Records for the exercise: Begin

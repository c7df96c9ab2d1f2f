//! Snapshot source backed by a JSON file.
//!
//! ```json
//! {
//!   "cash": 1000.0,
//!   "holdings": [
//!     { "symbol": "BTC", "quote": "USD", "quantity": 0.125, "price": 32000.0 }
//!   ]
//! }
//! ```
//!
//! `total_value` may be given instead of (or alongside) `cash`; when present it
//! wins. The file is re-read on every `get_snapshot` so an external process can
//! keep it current between cycles.

use std::path::{Path, PathBuf};

use cryptofolio::{Holding, PortfolioSnapshot};
use cryptofolio_broker::{BrokerError, MarketData};
use serde::Deserialize;

/// On-disk snapshot format.
#[derive(Debug, Clone, Deserialize)]
pub struct SnapshotFile {
    #[serde(default)]
    pub cash: f64,
    #[serde(default)]
    pub total_value: Option<f64>,
    #[serde(default)]
    pub holdings: Vec<Holding>,
}

impl SnapshotFile {
    /// Parse from a JSON string.
    pub fn parse(json: &str) -> Result<Self, serde_json::Error> {
        serde_json::from_str(json)
    }

    pub fn into_snapshot(self) -> PortfolioSnapshot {
        match self.total_value {
            Some(total) => PortfolioSnapshot::new(total, self.holdings),
            None => PortfolioSnapshot::with_cash(self.cash, self.holdings),
        }
    }
}

/// [`MarketData`] that reads a [`SnapshotFile`] from disk.
#[derive(Debug, Clone)]
pub struct JsonSnapshotSource {
    path: PathBuf,
}

impl JsonSnapshotSource {
    pub fn new(path: impl Into<PathBuf>) -> Self {
        Self { path: path.into() }
    }

    pub fn path(&self) -> &Path {
        &self.path
    }
}

impl MarketData for JsonSnapshotSource {
    fn get_snapshot(&self) -> Result<PortfolioSnapshot, BrokerError> {
        let contents = std::fs::read_to_string(&self.path).map_err(|e| {
            BrokerError::DataUnavailable(format!("failed to read {}: {e}", self.path.display()))
        })?;
        let file = SnapshotFile::parse(&contents).map_err(|e| {
            BrokerError::DataUnavailable(format!("failed to parse {}: {e}", self.path.display()))
        })?;
        Ok(file.into_snapshot())
    }
}
//! CLI entry point for the cryptofolio rebalancer.

use std::path::{Path, PathBuf};
use std::process;

use clap::{Parser, Subcommand};

use cryptofolio::{drift_report, PortfolioSnapshot, TradeInstruction};
use cryptofolio_broker::paper::PaperBroker;
use cryptofolio_broker::MarketData;
use cryptofolio_rebalancer::audit::AuditLog;
use cryptofolio_rebalancer::config::Config;
use cryptofolio_rebalancer::cycle::{self, CycleContext, CycleOptions};
use cryptofolio_rebalancer::error::{Error, Result};
use cryptofolio_rebalancer::scheduler::{Scheduler, ThreadSleeper};
use cryptofolio_rebalancer::source::JsonSnapshotSource;

#[derive(Parser)]
#[command(name = "rebalancer")]
#[command(about = "Periodic target-weight rebalancer for a crypto basket")]
#[command(version)]
struct Cli {
    /// Path to config.toml
    #[arg(long, default_value = "config.toml")]
    config: PathBuf,

    #[command(subcommand)]
    command: Command,
}

#[derive(Subcommand)]
enum Command {
    /// Validate the config and print the target basket
    Check,

    /// Show the trades a cycle would make, without executing
    Plan {
        /// Path to snapshot.json
        snapshot: PathBuf,
    },

    /// Compare current weights against targets
    Drift {
        /// Path to snapshot.json
        snapshot: PathBuf,
    },

    /// Run one cycle against a paper account seeded from the snapshot
    Run {
        /// Path to snapshot.json
        snapshot: PathBuf,

        /// Show plan without executing
        #[arg(long)]
        dry_run: bool,

        /// Skip confirmation prompt (for automation/cron)
        #[arg(long)]
        force: bool,
    },

    /// Rebalance a paper account on the configured interval
    Schedule {
        /// Path to snapshot.json
        snapshot: PathBuf,

        /// Stop after this many cycles (runs forever if omitted)
        #[arg(long)]
        cycles: Option<u64>,
    },
}

fn main() {
    env_logger::Builder::from_env(env_logger::Env::default().default_filter_or("info"))
        .format_timestamp_secs()
        .init();

    let cli = Cli::parse();

    let config = match Config::load(&cli.config) {
        Ok(c) => c,
        Err(e) => {
            eprintln!("Error loading config: {e}");
            process::exit(exit_code(&e));
        }
    };

    let result = match cli.command {
        Command::Check => check(&config),
        Command::Plan { snapshot } => show_plan(&config, &snapshot),
        Command::Drift { snapshot } => show_drift(&config, &snapshot),
        Command::Run {
            snapshot,
            dry_run,
            force,
        } => run_once(&config, &snapshot, dry_run, force),
        Command::Schedule { snapshot, cycles } => run_schedule(&config, &snapshot, cycles),
    };

    if let Err(e) = result {
        match &e {
            Error::Aborted(msg) => {
                eprintln!("{msg}");
                process::exit(0);
            }
            _ => {
                eprintln!("Error: {e}");
                process::exit(exit_code(&e));
            }
        }
    }
}

fn exit_code(e: &Error) -> i32 {
    match e {
        Error::InvalidConfiguration(_) | Error::ConfigParse(_) => 2,
        _ => 1,
    }
}

fn check(config: &Config) -> Result<()> {
    let spec = config.portfolio_spec()?;
    let policy = config.policy()?;
    println!(
        "Config OK: every {} day(s), tolerance {:.2}%, unlisted holdings: {:?}",
        config.schedule.interval_days,
        policy.tolerance * 100.0,
        policy.unlisted,
    );
    println!("\nTARGET BASKET:");
    for a in spec.assets() {
        println!("  {:8} {:>7.2}%  ({})", a.symbol, a.weight * 100.0, a.quote);
    }
    Ok(())
}

fn show_plan(config: &Config, snapshot_path: &Path) -> Result<()> {
    let ctx = CycleContext::from_config(config)?;
    let source = JsonSnapshotSource::new(snapshot_path);
    let (snapshot, trades) = cycle::plan(&ctx, &source)?;

    display_snapshot(&snapshot);
    if trades.is_empty() {
        println!("\nNo rebalancing needed: portfolio is within tolerance.");
        return Ok(());
    }
    display_plan(&trades, &ctx);
    Ok(())
}

fn show_drift(config: &Config, snapshot_path: &Path) -> Result<()> {
    let spec = config.portfolio_spec()?;
    let snapshot = JsonSnapshotSource::new(snapshot_path).get_snapshot()?;
    let report = drift_report(&spec, &snapshot)?;
    print!("{report}");
    Ok(())
}

fn run_once(config: &Config, snapshot_path: &Path, dry_run: bool, force: bool) -> Result<()> {
    let ctx = CycleContext::from_config(config)?;
    let broker = paper_broker(config, snapshot_path)?;
    let mut audit = AuditLog::open(&config.audit_path())?;
    let opts = CycleOptions { dry_run, cycle: 1 };

    let confirm = |snapshot: &PortfolioSnapshot, trades: &[TradeInstruction]| {
        display_snapshot(snapshot);
        display_plan(trades, &ctx);
        if force {
            return Ok(true);
        }
        dialoguer::Confirm::new()
            .with_prompt("Execute?")
            .default(false)
            .interact()
            .map_err(|e| Error::Aborted(format!("confirmation prompt failed: {e}")))
    };
    let report = cycle::run_cycle_with(&ctx, &broker, &broker, &mut audit, &opts, confirm)?;

    if report.is_noop() {
        println!("\nNo rebalancing needed: portfolio is within tolerance.");
        return Ok(());
    }
    if dry_run {
        display_snapshot(&report.snapshot);
        display_plan(&report.trades, &ctx);
        println!("\n[DRY RUN] No orders submitted.");
        return Ok(());
    }

    println!("\n{report}. Audit logged to {}", config.audit_path().display());
    if let Some(drift) = &report.drift {
        print!("\n{drift}");
    }
    Ok(())
}

fn run_schedule(config: &Config, snapshot_path: &Path, cycles: Option<u64>) -> Result<()> {
    let ctx = CycleContext::from_config(config)?;
    let broker = paper_broker(config, snapshot_path)?;
    let mut audit = AuditLog::open(&config.audit_path())?;
    let scheduler = Scheduler::new(config.interval());

    let summary = scheduler.run(cycles, &mut ThreadSleeper, |n| {
        let opts = CycleOptions {
            dry_run: false,
            cycle: n,
        };
        cycle::run_cycle(&ctx, &broker, &broker, &mut audit, &opts)
    })?;

    audit.log(
        "schedule_finished",
        serde_json::json!({
            "completed": summary.completed,
            "skipped": summary.skipped,
        }),
    )?;
    println!(
        "{} cycle(s) completed, {} skipped",
        summary.completed, summary.skipped
    );
    Ok(())
}

// === Helpers ===

fn paper_broker(config: &Config, snapshot_path: &Path) -> Result<PaperBroker> {
    let snapshot = JsonSnapshotSource::new(snapshot_path).get_snapshot()?;
    Ok(PaperBroker::from_snapshot(
        config.quote()?,
        &snapshot,
        config.fee_model(),
    ))
}

fn display_snapshot(snapshot: &PortfolioSnapshot) {
    println!("CURRENT PORTFOLIO: {:.2} total", snapshot.total_value);
    for h in &snapshot.holdings {
        let weight = if snapshot.total_value > 0.0 {
            h.value() / snapshot.total_value
        } else {
            0.0
        };
        println!(
            "  {:8} {:>14.8} @ {:>12.2} = {:>12.2} {}  ({:.1}%)",
            h.symbol,
            h.quantity,
            h.price,
            h.value(),
            h.quote,
            weight * 100.0,
        );
    }
    println!("  {:8} {:>46.2}", "cash", snapshot.cash());
}

fn display_plan(trades: &[TradeInstruction], ctx: &CycleContext) {
    println!("\nREBALANCE TRADES:");
    println!(
        "  {:>3}  {:5} {:8} {:>14} {:6} {:>16}",
        "#", "Side", "Symbol", "Amount", "Quote", "Est. qty"
    );

    for (i, t) in trades.iter().enumerate() {
        let qty = t
            .quantity
            .map(|q| format!("{q:.8}"))
            .unwrap_or_else(|| "-".into());
        println!(
            "  {:>3}  {:5} {:8} {:>14.2} {:6} {:>16}   ({})",
            i + 1,
            t.side,
            t.symbol,
            t.quote_amount,
            t.quote,
            qty,
            t.reason,
        );
    }

    println!("\nEst. cost: {}", ctx.fees.estimate(trades));
}
//! Shared broker types: order ids and execution results.

use std::fmt;

use cryptofolio::{Side, Symbol};

/// Opaque order ID returned by the broker.
#[derive(Debug, Clone, Copy, PartialEq, Eq, Hash)]
pub struct OrderId(pub u64);

impl fmt::Display for OrderId {
    fn fmt(&self, f: &mut fmt::Formatter<'_>) -> fmt::Result {
        write!(f, "O{}", self.0)
    }
}

/// Final state of a submitted instruction.
#[derive(Debug, Clone, Copy, PartialEq, Eq)]
pub enum ExecutionStatus {
    Filled,
    PartiallyFilled,
    Rejected,
}

impl fmt::Display for ExecutionStatus {
    fn fmt(&self, f: &mut fmt::Formatter<'_>) -> fmt::Result {
        let s = match self {
            ExecutionStatus::Filled => "FILLED",
            ExecutionStatus::PartiallyFilled => "PARTIAL",
            ExecutionStatus::Rejected => "REJECTED",
        };
        f.pad(s)
    }
}

/// What the execution venue did with one instruction.
#[derive(Debug, Clone, PartialEq)]
pub struct ExecutionResult {
    pub order_id: OrderId,
    pub symbol: Symbol,
    pub side: Side,
    pub status: ExecutionStatus,
    /// Quote currency actually traded.
    pub filled_quote: f64,
    /// Base units actually traded.
    pub filled_quantity: f64,
    pub avg_price: f64,
    /// Fee charged, in quote currency.
    pub fee: f64,
    /// Venue-supplied explanation for rejections.
    pub message: Option<String>,
}

impl ExecutionResult {
    /// A rejection with nothing filled.
    pub fn rejected(
        order_id: OrderId,
        symbol: Symbol,
        side: Side,
        message: impl Into<String>,
    ) -> Self {
        Self {
            order_id,
            symbol,
            side,
            status: ExecutionStatus::Rejected,
            filled_quote: 0.0,
            filled_quantity: 0.0,
            avg_price: 0.0,
            fee: 0.0,
            message: Some(message.into()),
        }
    }

    pub fn is_filled(&self) -> bool {
        matches!(
            self.status,
            ExecutionStatus::Filled | ExecutionStatus::PartiallyFilled
        )
    }
}
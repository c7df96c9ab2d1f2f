//! Error types for the rebalancer.

use std::path::PathBuf;

use cryptofolio::RebalanceError;
use cryptofolio_broker::BrokerError;

/// All errors that can occur during rebalancer operation.
#[derive(Debug, thiserror::Error)]
pub enum Error {
    #[error("invalid configuration: {0}")]
    InvalidConfiguration(String),

    #[error("portfolio total value is zero or unknown")]
    EmptyPortfolio,

    #[error("data unavailable: {0}")]
    DataUnavailable(String),

    #[error("failed to read config file {path}: {source}")]
    ConfigRead {
        path: PathBuf,
        source: std::io::Error,
    },

    #[error("failed to parse config: {0}")]
    ConfigParse(#[from] toml::de::Error),

    #[error("execution error: {0}")]
    Execution(String),

    #[error("cycle aborted: {0}")]
    Aborted(String),

    #[error("audit log error: {0}")]
    Audit(#[from] std::io::Error),
}

impl Error {
    /// Errors after which the next scheduled cycle may still succeed.
    pub fn skips_cycle(&self) -> bool {
        matches!(self, Error::DataUnavailable(_) | Error::EmptyPortfolio)
    }
}

impl From<RebalanceError> for Error {
    fn from(e: RebalanceError) -> Self {
        match e {
            RebalanceError::InvalidConfiguration(msg) => Error::InvalidConfiguration(msg),
            RebalanceError::EmptyPortfolio => Error::EmptyPortfolio,
        }
    }
}

impl From<BrokerError> for Error {
    fn from(e: BrokerError) -> Self {
        match e {
            BrokerError::DataUnavailable(msg) => Error::DataUnavailable(msg),
            e if e.is_data_unavailable() => Error::DataUnavailable(e.to_string()),
            e => Error::Execution(e.to_string()),
        }
    }
}

pub type Result<T> = std::result::Result<T, Error>;

#[cfg(test)]
mod tests {
    use super::*;

    #[test]
    fn skip_classification() {
        assert!(Error::DataUnavailable("x".into()).skips_cycle());
        assert!(Error::EmptyPortfolio.skips_cycle());
        assert!(!Error::InvalidConfiguration("x".into()).skips_cycle());
        assert!(!Error::Execution("x".into()).skips_cycle());
    }

    #[test]
    fn from_core_errors() {
        let e: Error = RebalanceError::EmptyPortfolio.into();
        assert!(matches!(e, Error::EmptyPortfolio));
        let e: Error = RebalanceError::InvalidConfiguration("bad".into()).into();
        assert_eq!(e.to_string(), "invalid configuration: bad");
    }

    #[test]
    fn from_broker_errors() {
        let e: Error = BrokerError::DataUnavailable("feed down".into()).into();
        assert!(matches!(e, Error::DataUnavailable(_)));
        assert_eq!(e.to_string(), "data unavailable: feed down");
        let e: Error = BrokerError::NotConnected.into();
        assert_eq!(e.to_string(), "data unavailable: not connected");
        let e: Error = BrokerError::Order("rejected".into()).into();
        assert!(matches!(e, Error::Execution(_)));
    }
}
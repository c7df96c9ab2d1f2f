//! Point-in-time view of holdings and prices, read once per rebalance cycle.

use crate::types::Symbol;

/// A single held asset.
#[derive(Clone, Copy, Debug, PartialEq)]
#[cfg_attr(feature = "serde", derive(serde::Serialize, serde::Deserialize))]
pub struct Holding {
    pub symbol: Symbol,
    /// Currency `price` is expressed in.
    pub quote: Symbol,
    /// Base units held.
    pub quantity: f64,
    /// Last price per base unit.
    pub price: f64,
}

impl Holding {
    pub fn new(symbol: Symbol, quote: Symbol, quantity: f64, price: f64) -> Self {
        Self {
            symbol,
            quote,
            quantity,
            price,
        }
    }

    /// Mark-to-market value (`quantity * price`).
    #[inline]
    pub fn value(&self) -> f64 {
        self.quantity * self.price
    }
}

/// Current portfolio state as reported by the market/position source.
///
/// Holdings keep the order they were reported in.
#[derive(Clone, Debug, Default, PartialEq)]
#[cfg_attr(feature = "serde", derive(serde::Serialize, serde::Deserialize))]
pub struct PortfolioSnapshot {
    /// Value of the whole portfolio (holdings plus cash) in the accounting currency.
    pub total_value: f64,
    pub holdings: Vec<Holding>,
}

impl PortfolioSnapshot {
    /// Snapshot with an externally supplied total value.
    pub fn new(total_value: f64, holdings: Vec<Holding>) -> Self {
        Self {
            total_value,
            holdings,
        }
    }

    /// Snapshot whose total is `cash` plus the value of every holding.
    pub fn with_cash(cash: f64, holdings: Vec<Holding>) -> Self {
        let invested: f64 = holdings.iter().map(Holding::value).sum();
        Self {
            total_value: cash + invested,
            holdings,
        }
    }

    pub fn holding(&self, symbol: Symbol) -> Option<&Holding> {
        self.holdings.iter().find(|h| h.symbol == symbol)
    }

    /// Current value of `symbol`, 0 when not held.
    pub fn current_value(&self, symbol: Symbol) -> f64 {
        self.holding(symbol).map_or(0.0, Holding::value)
    }

    /// Portion of `total_value` not held in any asset.
    pub fn cash(&self) -> f64 {
        self.total_value - self.holdings.iter().map(Holding::value).sum::<f64>()
    }
}

#[cfg(test)]
mod tests {
    use super::*;

    fn usd() -> Symbol {
        Symbol::new("USD")
    }

    #[test]
    fn with_cash_sums_holdings() {
        let snap = PortfolioSnapshot::with_cash(
            1_000.0,
            vec![
                Holding::new(Symbol::new("BTC"), usd(), 0.25, 24_000.0),
                Holding::new(Symbol::new("ETH"), usd(), 1.5, 2_000.0),
            ],
        );
        assert_eq!(snap.total_value, 10_000.0);
        assert_eq!(snap.cash(), 1_000.0);
    }

    #[test]
    fn absent_symbol_is_zero() {
        let snap = PortfolioSnapshot::new(100.0, vec![]);
        assert_eq!(snap.current_value(Symbol::new("DOGE")), 0.0);
        assert!(snap.holding(Symbol::new("DOGE")).is_none());
    }

    #[test]
    fn current_value_uses_price() {
        let snap = PortfolioSnapshot::new(
            10_000.0,
            vec![Holding::new(Symbol::new("ETH"), usd(), 3.0, 2_000.0)],
        );
        assert_eq!(snap.current_value(Symbol::new("ETH")), 6_000.0);
    }
}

Records for the exercise: End

- **Task prompt**
Among the lines above, repeat exactly those from the line with "#[command(subcommand)]" to the line with "prompt (for automation/cron)", counting both ends.

- **Answer space**
    #[command(subcommand)]
    command: Command,
}

#[derive(Subcommand)]
enum Command {
    /// Validate the config and print the target basket
    Check,

    /// Show the trades a cycle would make, without executing
    Plan {
        /// Path to snapshot.json
        snapshot: PathBuf,
    },

    /// Compare current weights against targets
    Drift {
        /// Path to snapshot.json
        snapshot: PathBuf,
    },

    /// Run one cycle against a paper account seeded from the snapshot
    Run {
        /// Path to snapshot.json
        snapshot: PathBuf,

        /// Show plan without executing
        #[arg(long)]
        dry_run: bool,

        /// Skip confirmation prompt (for automation/cron)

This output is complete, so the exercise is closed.